Para cada misterio, no es necesario pensar en ello durante toda la década. Simplemente colóquelo sobre la mesa al principio, como una vela. Tu mente divagará; el misterio es a qué regresas.
Una nota para principiantes
Tu mente divagará. Esto no es un fracaso. Es la única razón por la que existe el rosario. La repetición no es la oración; la repetición es lo que lleva tu mente dispersa, ansiosa y distraída a un lugar donde finalmente puede ocurrir la oración. Cada vez que notas que te has desviado, regresas. Ese regresar es el ejercicio espiritual.
Empiece con una década. Rezar todo el rosario lleva unos veinte minutos. Si eso le parece imposible, ore una década, unos cuatro minutos. Construya desde allí.
Orar con otra persona ayuda. El ritmo es mucho más fácil de mantener con una segunda voz. Un cónyuge, un amigo, una grabación de YouTube, cualquiera de ellos funciona.
Sostener las cuentas es importante. Ancla el cuerpo en la oración. Si debes orar sin ellos, cuenta con los dedos. Pero las cuentas se inventaron porque las manos se olvidan.
Cuando rezar el Rosario
Tradicionalmente:
- Por la mañana, antes de que se llene el día
- En el coche, en un viaje diario (sí, esto está bien)
- Por la noche, con la familia antes de acostarse
- Durante una enfermedad o duelo, cuando nada más es posible
- En octubre (el mes del rosario) y mayo (el mes de María), con más detenimiento
Muchos católicos rezan una sola decena por la mañana y otra decena por la noche, y completan la serie completa a lo largo del día. No hay ningún camino equivocado.
Donde cabe el rosario
El rosario no es, en sí mismo, la vida cristiana plena, pero es uno de los aspectos más profundos de la tradición espiritual católica, y la mayoría de los santos lo rezaban a diario.

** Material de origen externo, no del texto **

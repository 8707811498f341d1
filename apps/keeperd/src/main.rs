use std::sync::Arc;

use tracing::{info, warn};
use tracing_subscriber::EnvFilter;

use keeper_utils::{ensure_dir, runtime_paths};

mod app;
mod backup;
mod config;
mod daemon;
mod identity;
mod lock;
mod supervisor;
#[cfg(test)]
mod testing;

#[tokio::main]
async fn main() -> anyhow::Result<()> {
    let logs = supervisor::LogStore::new(2000);
    let filter = EnvFilter::try_from_default_env().unwrap_or_else(|_| EnvFilter::new("info"));
    tracing_subscriber::fmt()
        .with_env_filter(filter)
        .with_writer(logs.daemon_writer())
        .init();

    let paths = runtime_paths();
    ensure_dir(&paths.runtime_dir)?;

    // single-instance lock
    let _guard = match lock::acquire_lock(&paths.lock_path) {
        Ok(guard) => guard,
        Err(e) if e.kind() == std::io::ErrorKind::WouldBlock => {
            warn!("keeperd already running (lock held), exiting");
            return Ok(());
        }
        Err(e) => return Err(e.into()),
    };

    if paths.socket_path.exists() {
        if keeper_ipc::socket::socket_alive(&paths.socket_path).await {
            warn!("keeperd already running (socket alive), exiting");
            return Ok(());
        }
        keeper_ipc::socket::remove_stale_socket(&paths.socket_path)?;
    }

    let config_path = config::config_path()?;
    let config = config::KeeperConfig::load(&config_path)?;
    info!(path = %config_path.display(), "config loaded");

    let app = Arc::new(app::App::build(&config, logs).await?);
    supervisor::spawn_monitor(app.supervisor.clone());
    match config.backup.schedule() {
        Some(schedule) => {
            backup::spawn_scheduler(app.backups.clone(), schedule);
        }
        None => info!("scheduled backups disabled"),
    }

    if config.server.autostart {
        match app.supervisor.start().await {
            Ok(outcome) => info!("{}", outcome.describe()),
            Err(err) => warn!("autostart failed: {err}"),
        }
    }

    let listener = keeper_ipc::socket::bind(&paths.socket_path)?;
    info!("keeperd listening at {}", paths.socket_path.display());

    daemon::serve(listener, app).await?;
    keeper_ipc::socket::remove_stale_socket(&paths.socket_path)?;
    Ok(())
}
use std::time::Duration;

use async_trait::async_trait;
use keeper_core::proto::{ErrorCode, RpcError};
use reqwest::{Client, StatusCode};
use serde::Deserialize;
use thiserror::Error;
use tracing::debug;
use url::Url;

pub const DEFAULT_LOOKUP_URL: &str = "https://playerdb.co/api/player/minecraft";

/// Canonical game account for a username (or id) query.
#[derive(Debug, Clone, PartialEq, Eq)]
pub struct ResolvedPlayer {
    pub id: String,
    pub username: String,
}

#[derive(Debug, Error)]
pub enum LookupError {
    #[error("player not found: {0}")]
    NotFound(String),

    #[error("invalid lookup url: {0}")]
    InvalidUrl(String),

    #[error("player lookup failed: {0}")]
    Http(#[from] reqwest::Error),

    #[error("unexpected lookup response: {0}")]
    Decode(String),
}

impl From<LookupError> for RpcError {
    fn from(e: LookupError) -> Self {
        let code = match &e {
            LookupError::NotFound(_) => ErrorCode::PlayerNotFound,
            LookupError::InvalidUrl(_) => ErrorCode::InvalidConfig,
            LookupError::Http(_) | LookupError::Decode(_) => ErrorCode::Internal,
        };
        RpcError::new(code, e.to_string())
    }
}

#[async_trait]
pub trait PlayerLookup: Send + Sync {
    async fn lookup(&self, query: &str) -> Result<ResolvedPlayer, LookupError>;
}

pub struct PlayerDbClient {
    client: Client,
    base_url: Url,
}

#[derive(Debug, Deserialize)]
struct LookupResponse {
    #[serde(default)]
    success: bool,
    #[serde(default)]
    data: Option<LookupData>,
}

#[derive(Debug, Deserialize)]
struct LookupData {
    player: Option<LookupPlayer>,
}

#[derive(Debug, Deserialize)]
struct LookupPlayer {
    id: String,
    username: String,
}

impl PlayerDbClient {
    pub fn new(base_url: &str) -> Result<Self, LookupError> {
        let base_url =
            Url::parse(base_url).map_err(|err| LookupError::InvalidUrl(format!("{base_url}: {err}")))?;
        if base_url.cannot_be_a_base() {
            return Err(LookupError::InvalidUrl(base_url.to_string()));
        }
        let client = Client::builder()
            .timeout(Duration::from_secs(15))
            .user_agent(concat!("keeper/", env!("CARGO_PKG_VERSION")))
            .build()?;
        Ok(Self { client, base_url })
    }

    fn player_url(&self, query: &str) -> Result<Url, LookupError> {
        let mut url = self.base_url.clone();
        url.path_segments_mut()
            .map_err(|_| LookupError::InvalidUrl(self.base_url.to_string()))?
            .pop_if_empty()
            .push(query);
        Ok(url)
    }
}

#[async_trait]
impl PlayerLookup for PlayerDbClient {
    async fn lookup(&self, query: &str) -> Result<ResolvedPlayer, LookupError> {
        let query = query.trim();
        if query.is_empty() {
            return Err(LookupError::NotFound(query.to_string()));
        }

        let url = self.player_url(query)?;
        debug!(%url, "looking up player");
        let response = self.client.get(url).send().await?;
        let status = response.status();
        if status == StatusCode::NO_CONTENT || status == StatusCode::NOT_FOUND {
            return Err(LookupError::NotFound(query.to_string()));
        }

        // The service answers misses with a 4xx and `success: false`.
        let body = response.text().await?;
        parse_lookup_response(query, &body)
    }
}

fn parse_lookup_response(query: &str, body: &str) -> Result<ResolvedPlayer, LookupError> {
    let parsed: LookupResponse =
        serde_json::from_str(body).map_err(|err| LookupError::Decode(err.to_string()))?;
    if !parsed.success {
        return Err(LookupError::NotFound(query.to_string()));
    }
    let player = parsed
        .data
        .and_then(|data| data.player)
        .ok_or_else(|| LookupError::Decode("missing data.player".to_string()))?;
    Ok(ResolvedPlayer {
        id: player.id,
        username: player.username,
    })
}
use serde::{Deserialize, Serialize};

pub type RequestId = u64;
pub type UnixMillis = u64;

/// External (chat platform) account identifier, the key of the identity directory.
pub type AccountId = String;

#[derive(Debug, Clone, Copy, Serialize, Deserialize, PartialEq, Eq)]
pub enum LogStream {
    Stdout,
    Stderr,
}

#[derive(Debug, Clone, Serialize, Deserialize)]
pub struct LogLine {
    pub at_ms: UnixMillis,
    pub stream: LogStream,
    pub line: String,
}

Si desea comprender dónde se ubica en el ritmo más amplio de oración y fiesta de la Iglesia, la guía del año litúrgico católico recorre toda la forma.

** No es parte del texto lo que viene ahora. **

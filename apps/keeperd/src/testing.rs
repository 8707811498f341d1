use std::collections::{HashMap, HashSet};
use std::path::PathBuf;
use std::sync::{Arc, Mutex};
use std::time::{SystemTime, UNIX_EPOCH};

use async_trait::async_trait;
use keeper_rcon::{CommandSender, RconError};

pub(crate) fn unique_temp_dir(prefix: &str) -> PathBuf {
    let nanos = SystemTime::now()
        .duration_since(UNIX_EPOCH)
        .unwrap_or_default()
        .as_nanos();
    std::env::temp_dir().join(format!("keeperd-{prefix}-{nanos}"))
}

/// Console double: records every command, answers from a canned table, and can refuse
/// connections either always or for chosen commands.
#[derive(Default)]
pub(crate) struct RecordingSender {
    calls: Mutex<Vec<String>>,
    replies: Mutex<HashMap<String, String>>,
    refused: Mutex<HashSet<String>>,
    refuse_all: bool,
}

impl RecordingSender {
    pub(crate) fn new() -> Arc<Self> {
        Arc::new(Self::default())
    }

    pub(crate) fn unreachable() -> Arc<Self> {
        Arc::new(Self {
            refuse_all: true,
            ..Self::default()
        })
    }

    pub(crate) fn reply(&self, command: &str, reply: &str) {
        self.replies
            .lock()
            .expect("replies lock")
            .insert(command.to_string(), reply.to_string());
    }

    pub(crate) fn refuse(&self, command: &str) {
        self.refused
            .lock()
            .expect("refused lock")
            .insert(command.to_string());
    }

    pub(crate) fn calls(&self) -> Vec<String> {
        self.calls.lock().expect("calls lock").clone()
    }
}

#[async_trait]
impl CommandSender for RecordingSender {
    async fn send(&self, command: &str) -> Result<String, RconError> {
        self.calls.lock().expect("calls lock").push(command.to_string());
        if self.refuse_all || self.refused.lock().expect("refused lock").contains(command) {
            return Err(RconError::Unreachable {
                address: "127.0.0.1:25575".to_string(),
            });
        }
        Ok(self
            .replies
            .lock()
            .expect("replies lock")
            .get(command)
            .cloned()
            .unwrap_or_default())
    }
}

/// Supervisor whose "server" is a long `sleep`, with a jar in place so it can start.
pub(crate) fn sleeping_supervisor(
    server_dir: &std::path::Path,
    rcon: Arc<dyn CommandSender>,
) -> crate::supervisor::Supervisor {
    use crate::supervisor::{LogStore, ServerSettings, Supervisor};
    use keeper_provision::LaunchPlan;

    std::fs::create_dir_all(server_dir).expect("create server dir");
    std::fs::write(server_dir.join("server.jar"), b"jar").expect("write jar");
    let settings = ServerSettings {
        server_dir: server_dir.to_path_buf(),
        jar: "server.jar".to_string(),
        plan: LaunchPlan {
            cwd: server_dir.to_path_buf(),
            argv: vec!["sleep".to_string(), "30".to_string()],
        },
        rcon_port: 25575,
        rcon_password: "pw".to_string(),
        stop_timeout: std::time::Duration::from_millis(300),
    };
    Supervisor::new(settings, rcon, LogStore::new(100))
}
use std::sync::Arc;

use anyhow::Result;
use keeper_client::PlayerDbClient;
use keeper_core::proto::DaemonStatus;
use keeper_provision::launch::{default_heap, java_launch_plan};
use keeper_rcon::{CommandSender, RconClient};
use tracing::info;

use crate::backup::{BackupService, RemoteStore, S3CliStore};
use crate::config::KeeperConfig;
use crate::identity::IdentityDirectory;
use crate::supervisor::{now_millis, LogStore, ServerSettings, Supervisor};

/// The long-lived components every request is served from. They share one RCON client.
pub struct App {
    pub supervisor: Arc<Supervisor>,
    pub backups: Arc<BackupService>,
    pub identity: Arc<IdentityDirectory>,
    pub logs: LogStore,
    pub started_ms: u64,
}

impl App {
    pub async fn build(config: &KeeperConfig, logs: LogStore) -> Result<Self> {
        let rcon: Arc<dyn CommandSender> = Arc::new(RconClient::new(&config.rcon));

        let heap = config.server.ram.clone().unwrap_or_else(default_heap);
        let plan = java_launch_plan(
            config.server.dir.clone(),
            &config.server.java,
            &heap,
            &config.server.jar,
            &config.server.extra_args,
        )?;
        info!(command = %plan.argv.join(" "), "launch command");
        let settings = ServerSettings {
            server_dir: config.server.dir.clone(),
            jar: config.server.jar.clone(),
            plan,
            rcon_port: config.rcon.port,
            rcon_password: config.rcon.password.clone(),
            stop_timeout: config.stop_timeout(),
        };
        let supervisor = Arc::new(Supervisor::new(settings, rcon.clone(), logs.clone()));

        let remote = config.cloud.credentials().map(|credentials| {
            info!(bucket = %credentials.bucket, "cloud storage configured");
            let mut store = S3CliStore::new(credentials);
            if let Some(cli) = &config.cloud.aws_cli {
                store = store.with_program(cli.as_str());
            }
            Arc::new(store) as Arc<dyn RemoteStore>
        });
        if remote.is_none() {
            info!("cloud storage not configured; uploads are disabled");
        }
        let backups = Arc::new(BackupService::new(
            config.backup.dir.clone(),
            supervisor.clone(),
            rcon.clone(),
            remote,
        ));

        let lookup = Arc::new(PlayerDbClient::new(&config.identity.lookup_url)?);
        let identity = Arc::new(
            IdentityDirectory::open(config.identity.data_file.clone(), rcon, lookup).await?,
        );

        Ok(Self {
            supervisor,
            backups,
            identity,
            logs,
            started_ms: now_millis(),
        })
    }

    pub fn daemon_status(&self) -> DaemonStatus {
        DaemonStatus {
            daemon_version: env!("CARGO_PKG_VERSION").to_string(),
            protocol_version: keeper_core::PROTOCOL_VERSION,
            pid: std::process::id() as i32,
            uptime_ms: now_millis().saturating_sub(self.started_ms),
        }
    }
}
pub mod archive;
pub mod ops;
pub mod remote;
pub mod scheduler;

pub use ops::BackupService;
pub use remote::{CloudCredentials, RemoteStore, S3CliStore};
pub use scheduler::{spawn_scheduler, BackupSchedule};
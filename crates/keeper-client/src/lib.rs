pub mod playerdb;

pub use playerdb::{LookupError, PlayerDbClient, PlayerLookup, ResolvedPlayer};
use std::path::{Path, PathBuf};

pub struct RuntimePaths {
    pub runtime_dir: PathBuf,
    pub socket_path: PathBuf,
    pub lock_path: PathBuf,
}

const APP_ID: &str = "keeper";

pub fn runtime_paths() -> RuntimePaths {
    if let Some(dir) = std::env::var_os("KEEPER_RUNTIME_DIR") {
        return mk(PathBuf::from(dir));
    }

    // Linux: prefer XDG_RUNTIME_DIR if present.
    if let Some(xdg) = std::env::var_os("XDG_RUNTIME_DIR") {
        let dir = PathBuf::from(xdg).join(APP_ID);
        return mk(dir);
    }

    // macOS: use TMPDIR. (Also fine as Linux fallback.)
    if let Some(tmp) = std::env::var_os("TMPDIR") {
        let dir = PathBuf::from(tmp).join(APP_ID);
        return mk(dir);
    }

    mk(std::env::temp_dir().join(APP_ID))
}

fn mk(runtime_dir: PathBuf) -> RuntimePaths {
    RuntimePaths {
        socket_path: runtime_dir.join("keeperd.sock"),
        lock_path: runtime_dir.join("keeperd.lock"),
        runtime_dir,
    }
}

pub fn ensure_dir(p: &Path) -> std::io::Result<()> {
    std::fs::create_dir_all(p)
}

/// Size of a file in MiB rounded to two decimals, the unit backups are reported in.
pub fn mebibytes(bytes: u64) -> f64 {
    (bytes as f64 / 1024.0 / 1024.0 * 100.0).round() / 100.0
}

Si los Misterios Gozosos, Dolorosos, Gloriosos y Luminosos te llevan de regreso a los Evangelios mismos, dos publicaciones combinan bien con el rosario:
- Versículos de la Biblia sobre la Eucaristía — para el Quinto Misterio Luminoso
- Versículos de la Biblia para la esperanza — para cualquier día en que los Misterios Dolorosos se sientan cerca
Y si desea un verso diario junto a su rosario por la mañana, el verso diario de Haven se actualiza cada mañana.
Una última palabra
El rosario no impresionará a nadie que lo mire. Probablemente te aburra los primeros días. Eso está bien. La mayoría de las cosas que cambian una vida poco a poco se ven exactamente así desde fuera.
Sostén las cuentas. Comience con la Señal de la Cruz. El resto vendrá.